Self-Employment Staying Power and Knowing When to Call It
My pal Dan had a post that really spoke to me over on his microblog today. Dan’s a great, multi-talented guy that I’ve known for something like 25 years, and I was really happy to see him taking up blogging again like me.
And then there are days like today. Where you feel like crap, but not crap enough to just bail. You almost want to convince yourself that you feel a little bit worse that you do to give yourself permission. But you can’t. You just have to grit your teeth and do the damn work.
Dan Beeston
I really feel this comment. Being self-employed has this paradox at the heart of it (and I know Dan is self-employed too). On one hand, you are your own boss. On the other, it feels like every client you have is a boss, and we often have dozens, if not hundreds of clients that we work for in small amounts in order to stitch together a full time living.

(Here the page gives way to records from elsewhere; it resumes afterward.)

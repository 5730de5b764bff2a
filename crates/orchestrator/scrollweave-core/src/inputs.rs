//! Input contracts for the orchestrator.
//!
//! Hosts build one `Inputs` per frame from the events they observed
//! (scroll, resize, element measurement, pointer) and pass it into
//! Orchestrator::update(). Everything is optional; an empty `Inputs`
//! just advances clocks.

use serde::{Deserialize, Serialize};

use crate::binding::TargetHandle;
use crate::geometry::{DocumentMetrics, Rect};

#[derive(Clone, Debug, Serialize, Deserialize, Default)]
pub struct Inputs {
    /// New vertical scroll position, if the user scrolled this frame.
    #[serde(default)]
    pub scroll_y: Option<f32>,
    /// New window size, if the viewport resized this frame.
    #[serde(default)]
    pub resize: Option<ViewportSize>,
    /// Updated whole-document metrics (usually alongside resize).
    #[serde(default)]
    pub document: Option<DocumentMetrics>,
    /// Fresh element measurements in document space.
    #[serde(default)]
    pub geometry: Vec<GeometryUpdate>,
    /// Pointer activity routed to the shared overlay.
    #[serde(default)]
    pub pointer: Vec<PointerEvent>,
    /// Host commands applied before stepping.
    #[serde(default)]
    pub commands: Vec<Command>,
}

#[derive(Copy, Clone, Debug, Serialize, Deserialize, PartialEq)]
pub struct ViewportSize {
    pub width: f32,
    pub height: f32,
}

#[derive(Clone, Debug, Serialize, Deserialize, PartialEq)]
pub struct GeometryUpdate {
    pub target: TargetHandle,
    pub rect: Rect,
}

#[derive(Clone, Debug, Serialize, Deserialize, PartialEq)]
pub enum PointerEvent {
    /// Pointer entered a mark; the host supplies the overlay payload.
    Enter { x: f32, y: f32, content: String },
    Move { x: f32, y: f32 },
    Leave,
}

#[derive(Clone, Debug, Serialize, Deserialize, PartialEq)]
pub enum Command {
    /// Animate the document scroll position to a target's top edge minus
    /// a fixed offset (sticky-navbar allowance).
    ScrollTo {
        target: TargetHandle,
        offset_px: f32,
    },
    /// Simulated newsletter submission.
    SubmitNewsletter { email: String },
}
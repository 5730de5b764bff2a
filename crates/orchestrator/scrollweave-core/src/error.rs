//! Registration-time error taxonomy.
//!
//! Runtime degradation (a target vanishing mid-page, a zero-area
//! container) never surfaces here; those paths log and no-op so one
//! broken feature cannot block the rest of the page. Errors are reserved
//! for host mistakes detectable at registration.

use thiserror::Error;

#[derive(Debug, Error)]
pub enum OrchestratorError {
    /// A referenced container/element path did not resolve.
    #[error("target '{0}' not found")]
    MissingTarget(String),

    /// A computed width/height was zero or negative where a positive
    /// extent is required.
    #[error("invalid dimension for '{target}': {value}")]
    InvalidDimension { target: String, value: f32 },

    /// A visualization section id was registered twice.
    #[error("section '{0}' already registered")]
    DuplicateSection(String),

    /// A directive failed basic validation.
    #[error("invalid directive: {0}")]
    InvalidDirective(String),
}
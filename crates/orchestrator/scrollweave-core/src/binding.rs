//! Target resolution at the host boundary.
//!
//! Canonical paths name elements the way a page manifest refers to them;
//! hosts resolve them to opaque handles once, at setup. A path that fails
//! to resolve means the element is absent on this page variant and every
//! feature referring to it degrades to a no-op.

/// Canonical element path as written in manifests and registrations
/// (e.g. "#newsletter-canvas", ".story-card:2").
pub type TargetPath = String;

/// Opaque target handle (small string key).
pub type TargetHandle = String;

/// Trait for resolving canonical element paths to opaque handles.
/// Adapters implement this and pass it into Orchestrator::prebind().
pub trait TargetResolver {
    fn resolve(&mut self, path: &str) -> Option<TargetHandle>;
}

/// Identity resolver: every path resolves to itself. Useful for tests and
/// hosts whose handles are the canonical paths.
#[derive(Default, Debug)]
pub struct IdentityResolver;

impl TargetResolver for IdentityResolver {
    fn resolve(&mut self, path: &str) -> Option<TargetHandle> {
        Some(path.to_string())
    }
}
//! Lazy visualization registry.
//!
//! Each slot pairs a section container with a factory that renders a
//! visualization into it the first time the section scrolls into view.
//! The factory is stored as an FnOnce and consumed through Option::take
//! behind the `rendered` flag, so a second invocation is structurally
//! impossible no matter how the viewport jitters.

use indexmap::IndexMap;

use crate::binding::{TargetHandle, TargetPath, TargetResolver};
use crate::error::OrchestratorError;
use crate::outputs::Outputs;

/// Renders one visualization into its container. Receives the tick's
/// outputs so setup can emit initial property changes.
pub type Factory = Box<dyn FnOnce(&mut Outputs)>;

pub struct VisualizationSlot {
    pub section_id: String,
    pub container: TargetPath,
    pub threshold: f32,
    /// Set once the container path resolves; None until bind().
    pub handle: Option<TargetHandle>,
    factory: Option<Factory>,
    rendered: bool,
}

impl VisualizationSlot {
    #[inline]
    pub fn rendered(&self) -> bool {
        self.rendered
    }
}

#[derive(Default)]
pub struct LazyVisualizationRegistry {
    slots: IndexMap<String, VisualizationSlot>,
}

impl LazyVisualizationRegistry {
    pub fn new() -> Self {
        Self::default()
    }

    /// Register a factory for a section. Duplicate section ids are
    /// rejected; container absence is not checked here (that happens at
    /// bind(), where an absent container demotes the slot to a no-op).
    pub fn register(
        &mut self,
        section_id: &str,
        container: TargetPath,
        threshold: f32,
        factory: Factory,
    ) -> Result<(), OrchestratorError> {
        if self.slots.contains_key(section_id) {
            return Err(OrchestratorError::DuplicateSection(section_id.to_string()));
        }
        self.slots.insert(
            section_id.to_string(),
            VisualizationSlot {
                section_id: section_id.to_string(),
                container,
                threshold: threshold.clamp(0.0, 1.0),
                handle: None,
                factory: Some(factory),
                rendered: false,
            },
        );
        Ok(())
    }

    /// Resolve container paths. Slots whose container is absent on this
    /// page variant drop their factory and become no-ops.
    pub fn bind(&mut self, resolver: &mut dyn TargetResolver) -> Vec<(String, TargetHandle, f32)> {
        let mut newly_bound = Vec::new();
        for slot in self.slots.values_mut() {
            if slot.handle.is_some() || slot.rendered {
                continue;
            }
            match resolver.resolve(&slot.container) {
                Some(handle) => {
                    slot.handle = Some(handle.clone());
                    newly_bound.push((slot.section_id.clone(), handle, slot.threshold));
                }
                None => {
                    log::warn!(
                        "visualization '{}' container '{}' absent; skipping",
                        slot.section_id,
                        slot.container
                    );
                    slot.factory = None;
                    slot.rendered = true;
                }
            }
        }
        newly_bound
    }

    /// Invoke the factory for a section, at most once per page lifetime.
    /// Returns true when the factory actually ran.
    pub fn render(&mut self, section_id: &str, outputs: &mut Outputs) -> bool {
        let slot = match self.slots.get_mut(section_id) {
            Some(s) => s,
            None => return false,
        };
        if slot.rendered {
            log::warn!("duplicate render trigger for '{}' suppressed", section_id);
            return false;
        }
        slot.rendered = true;
        match slot.factory.take() {
            Some(factory) => {
                factory(outputs);
                true
            }
            None => false,
        }
    }

    pub fn slot(&self, section_id: &str) -> Option<&VisualizationSlot> {
        self.slots.get(section_id)
    }

    pub fn clear(&mut self) {
        self.slots.clear();
    }
}
//! Value kinds for animated properties.
//!
//! Scalars, 2-D vectors, and colors interpolate; Bool/Text are step-only
//! (flags, overlay content).

use serde::{Deserialize, Serialize};

#[derive(Copy, Clone, Debug, Serialize, Deserialize, PartialEq, Eq)]
pub enum ValueKind {
    Scalar,
    Vec2,
    Color,
    Bool,
    Text,
}

#[derive(Clone, Debug, Serialize, Deserialize, PartialEq)]
#[serde(tag = "type", content = "data")]
pub enum Value {
    Scalar(f32),
    Vec2([f32; 2]),
    /// RGBA color, components in [0,1].
    Color([f32; 4]),
    /// Step-only boolean value (no blending)
    Bool(bool),
    /// Step-only string value (no blending)
    Text(String),
}

impl Value {
    #[inline]
    pub fn kind(&self) -> ValueKind {
        match self {
            Value::Scalar(_) => ValueKind::Scalar,
            Value::Vec2(_) => ValueKind::Vec2,
            Value::Color(_) => ValueKind::Color,
            Value::Bool(_) => ValueKind::Bool,
            Value::Text(_) => ValueKind::Text,
        }
    }

    /// True for kinds that interpolate continuously.
    #[inline]
    pub fn is_tweenable(&self) -> bool {
        matches!(self, Value::Scalar(_) | Value::Vec2(_) | Value::Color(_))
    }
}
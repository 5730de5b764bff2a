//! Page manifest: the declarative JSON description of a page's scroll
//! behavior (regions, directives, lazy visualization slots, progress and
//! flag bindings).
//!
//! Notes:
//! - Durations are milliseconds in the JSON and stay milliseconds.
//! - Thresholds are visible fractions in [0,1].
//! - Values are converted from untagged raw shapes (number, {x,y},
//!   {r,g,b}, {h,s,l}, bool, string) into the core Value enum.
//! - Scrub directives reference regions by name; ids are assigned when
//!   the manifest is loaded into an orchestrator.

use serde::Deserialize;

use crate::directive::{Delay, TriggerPolicy};
use crate::ease::Ease;
use crate::value::Value;

/// Parse a page manifest from JSON.
pub fn parse_page_manifest_json(s: &str) -> Result<PageManifest, String> {
    let raw: RawManifest = serde_json::from_str(s).map_err(|e| format!("parse error: {e}"))?;

    let mut regions = Vec::with_capacity(raw.regions.len());
    for r in raw.regions {
        regions.push(RegionSpec {
            name: r.name,
            section: r.section,
            mode: match r.mode {
                RawRegionMode::Span => RegionModeSpec::Span,
                RawRegionMode::Pinned { content } => RegionModeSpec::Pinned { content },
            },
        });
    }

    let mut directives = Vec::with_capacity(raw.directives.len());
    for d in raw.directives {
        let from = d
            .from
            .into_iter()
            .map(|(k, v)| Ok((k, to_core_value(&v)?)))
            .collect::<Result<_, String>>()?;
        let to = d
            .to
            .into_iter()
            .map(|(k, v)| Ok((k, to_core_value(&v)?)))
            .collect::<Result<_, String>>()?;
        let trigger = match d.trigger {
            RawTrigger::Enter { threshold, policy } => TriggerSpec::Enter {
                threshold,
                policy: match policy {
                    RawPolicy::Once => TriggerPolicy::OnceOnEnter,
                    RawPolicy::Reverse => TriggerPolicy::ReverseOnExit,
                },
            },
            RawTrigger::Scrub { region } => TriggerSpec::Scrub { region },
        };
        directives.push(DirectiveSpec {
            name: d.name,
            targets: d.targets,
            watch: d.watch,
            from,
            to,
            duration_ms: d.duration,
            delay: match d.delay {
                None => Delay::Fixed(0.0),
                Some(RawDelay::Fixed(ms)) => Delay::Fixed(ms),
                Some(RawDelay::Staggered { base, step }) => Delay::Staggered {
                    base_ms: base,
                    step_ms: step,
                },
            },
            ease: d.ease.unwrap_or_default(),
            trigger,
        });
    }

    let manifest = PageManifest {
        name: raw.name,
        regions,
        directives,
        visualizations: raw
            .visualizations
            .into_iter()
            .map(|v| VisualizationSpec {
                section_id: v.section,
                container: v.container,
                threshold: v.threshold,
            })
            .collect(),
        progress: raw
            .progress
            .into_iter()
            .map(|p| ProgressSpec {
                target: p.target,
                prop: p.prop,
            })
            .collect(),
        flags: raw
            .flags
            .into_iter()
            .map(|f| FlagSpec {
                target: f.target,
                prop: f.prop,
                threshold_px: f.threshold_px,
            })
            .collect(),
    };
    manifest.validate_basic()?;
    Ok(manifest)
}

// ----- typed manifest -----

#[derive(Clone, Debug)]
pub struct PageManifest {
    pub name: String,
    pub regions: Vec<RegionSpec>,
    pub directives: Vec<DirectiveSpec>,
    pub visualizations: Vec<VisualizationSpec>,
    pub progress: Vec<ProgressSpec>,
    pub flags: Vec<FlagSpec>,
}

impl PageManifest {
    /// Cross-reference checks the loader can do without an orchestrator.
    pub fn validate_basic(&self) -> Result<(), String> {
        for d in &self.directives {
            if d.targets.is_empty() {
                return Err(format!("directive '{}' has no targets", d.name));
            }
            if let TriggerSpec::Scrub { region } = &d.trigger {
                if !self.regions.iter().any(|r| &r.name == region) {
                    return Err(format!(
                        "directive '{}' references unknown region '{region}'",
                        d.name
                    ));
                }
            }
        }
        let mut seen = std::collections::HashSet::new();
        for v in &self.visualizations {
            if !seen.insert(&v.section_id) {
                return Err(format!("duplicate visualization section '{}'", v.section_id));
            }
        }
        Ok(())
    }
}

#[derive(Clone, Debug)]
pub struct RegionSpec {
    pub name: String,
    pub section: String,
    pub mode: RegionModeSpec,
}

#[derive(Clone, Debug)]
pub enum RegionModeSpec {
    Pinned { content: String },
    Span,
}

#[derive(Clone, Debug)]
pub enum TriggerSpec {
    Enter {
        threshold: f32,
        policy: TriggerPolicy,
    },
    Scrub {
        region: String,
    },
}

#[derive(Clone, Debug)]
pub struct DirectiveSpec {
    pub name: String,
    pub targets: Vec<String>,
    pub watch: Option<String>,
    pub from: indexmap::IndexMap<String, Value>,
    pub to: indexmap::IndexMap<String, Value>,
    pub duration_ms: u32,
    pub delay: Delay,
    pub ease: Ease,
    pub trigger: TriggerSpec,
}

#[derive(Clone, Debug)]
pub struct VisualizationSpec {
    pub section_id: String,
    pub container: String,
    /// None falls back to the orchestrator's configured default.
    pub threshold: Option<f32>,
}

#[derive(Clone, Debug)]
pub struct ProgressSpec {
    pub target: String,
    pub prop: String,
}

#[derive(Clone, Debug)]
pub struct FlagSpec {
    pub target: String,
    pub prop: String,
    pub threshold_px: f32,
}

// ----- value conversion -----

fn to_core_value(v: &RawValue) -> Result<Value, String> {
    match v {
        RawValue::Boolean(b) => Ok(Value::Bool(*b)),
        RawValue::Number(n) => Ok(Value::Scalar(*n as f32)),
        RawValue::String(s) => Ok(Value::Text(s.clone())),
        RawValue::Vector2 { x, y } => Ok(Value::Vec2([*x as f32, *y as f32])),
        RawValue::Rgb { r, g, b } => Ok(Value::Color([*r as f32, *g as f32, *b as f32, 1.0])),
        RawValue::Hsl { h, s, l } => {
            let (r, g, b) = hsl_to_rgb(*h as f32, *s as f32, *l as f32);
            Ok(Value::Color([r, g, b, 1.0]))
        }
    }
}

/// HSL (0..1) to RGB (0..1)
fn hsl_to_rgb(h: f32, s: f32, l: f32) -> (f32, f32, f32) {
    let h = ((h % 1.0) + 1.0) % 1.0;
    let s = s.clamp(0.0, 1.0);
    let l = l.clamp(0.0, 1.0);

    if s == 0.0 {
        return (l, l, l);
    }
    let q = if l < 0.5 {
        l * (1.0 + s)
    } else {
        l + s - l * s
    };
    let p = 2.0 * l - q;
    let r = hue_to_rgb(p, q, h + 1.0 / 3.0);
    let g = hue_to_rgb(p, q, h);
    let b = hue_to_rgb(p, q, h - 1.0 / 3.0);
    (r, g, b)
}

fn hue_to_rgb(p: f32, q: f32, mut t: f32) -> f32 {
    if t < 0.0 {
        t += 1.0;
    }
    if t > 1.0 {
        t -= 1.0;
    }
    if t < 1.0 / 6.0 {
        return p + (q - p) * 6.0 * t;
    }
    if t < 1.0 / 2.0 {
        return q;
    }
    if t < 2.0 / 3.0 {
        return p + (q - p) * (2.0 / 3.0 - t) * 6.0;
    }
    p
}

// ----- JSON schema (serde) -----

#[derive(Debug, Deserialize)]
struct RawManifest {
    pub name: String,
    #[serde(default)]
    pub regions: Vec<RawRegion>,
    #[serde(default)]
    pub directives: Vec<RawDirective>,
    #[serde(default)]
    pub visualizations: Vec<RawVisualization>,
    #[serde(default)]
    pub progress: Vec<RawProgress>,
    #[serde(default)]
    pub flags: Vec<RawFlag>,
}

#[derive(Debug, Deserialize)]
struct RawRegion {
    pub name: String,
    pub section: String,
    pub mode: RawRegionMode,
}

#[derive(Debug, Deserialize)]
#[serde(rename_all = "camelCase")]
enum RawRegionMode {
    Span,
    Pinned { content: String },
}

#[derive(Debug, Deserialize)]
struct RawDirective {
    pub name: String,
    pub targets: Vec<String>,
    #[serde(default)]
    pub watch: Option<String>,
    #[serde(default)]
    pub from: indexmap::IndexMap<String, RawValue>,
    #[serde(default)]
    pub to: indexmap::IndexMap<String, RawValue>,
    /// Milliseconds.
    #[serde(default)]
    pub duration: u32,
    #[serde(default)]
    pub delay: Option<RawDelay>,
    #[serde(default)]
    pub ease: Option<Ease>,
    pub trigger: RawTrigger,
}

#[derive(Debug, Deserialize)]
#[serde(rename_all = "camelCase")]
enum RawDelay {
    Fixed(f32),
    Staggered { base: f32, step: f32 },
}

#[derive(Debug, Deserialize)]
#[serde(rename_all = "camelCase")]
enum RawTrigger {
    Enter { threshold: f32, policy: RawPolicy },
    Scrub { region: String },
}

#[derive(Debug, Deserialize)]
#[serde(rename_all = "camelCase")]
enum RawPolicy {
    Once,
    Reverse,
}

#[derive(Debug, Deserialize)]
struct RawVisualization {
    pub section: String,
    pub container: String,
    #[serde(default)]
    pub threshold: Option<f32>,
}

#[derive(Debug, Deserialize)]
struct RawProgress {
    pub target: String,
    pub prop: String,
}

#[derive(Debug, Deserialize)]
#[serde(rename_all = "camelCase")]
struct RawFlag {
    pub target: String,
    pub prop: String,
    pub threshold_px: f32,
}

#[derive(Debug, Deserialize)]
#[serde(untagged)]
enum RawValue {
    Boolean(bool),
    Number(f64),
    String(String),
    // Put more specific shapes BEFORE less specific to avoid untagged
    // matching pitfalls.
    Vector2 { x: f64, y: f64 },
    Rgb { r: f64, g: f64, b: f64 },
    Hsl { h: f64, s: f64, l: f64 },
}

It’s easy to blow off a day of work when you feel like utter dogshit, but the hard days, the really hard ones, are when, as Dan says, you feel like crap, but not crap enough. Sometimes it’s hard to know which the day really is. But I’m getting better at knowing when I’ve hit the wall.
You can keep working after you’ve hit the wall, but the quality of work is shit. This past week was incredibly stressful for me for a variety of reasons, and by Friday morning, I knew I had hit the wall. I had my hours in, and I could have gotten ahead on things, but what I really needed was sleep, and lots of it. So I got it, and I slept good chunks of the weekend. Today, I feel much better than I did last week, which is good, because the work never ends.
Days like the ones that Dan describes above are sometimes sign posts on the road towards hitting the wall. Getting to know your limits is an important part of this self-employed life. Nobody’s going to tell you to take the time off but yourself. So I say to my fellow freelance types – take care of yourselves. Nobody is going to do it for us.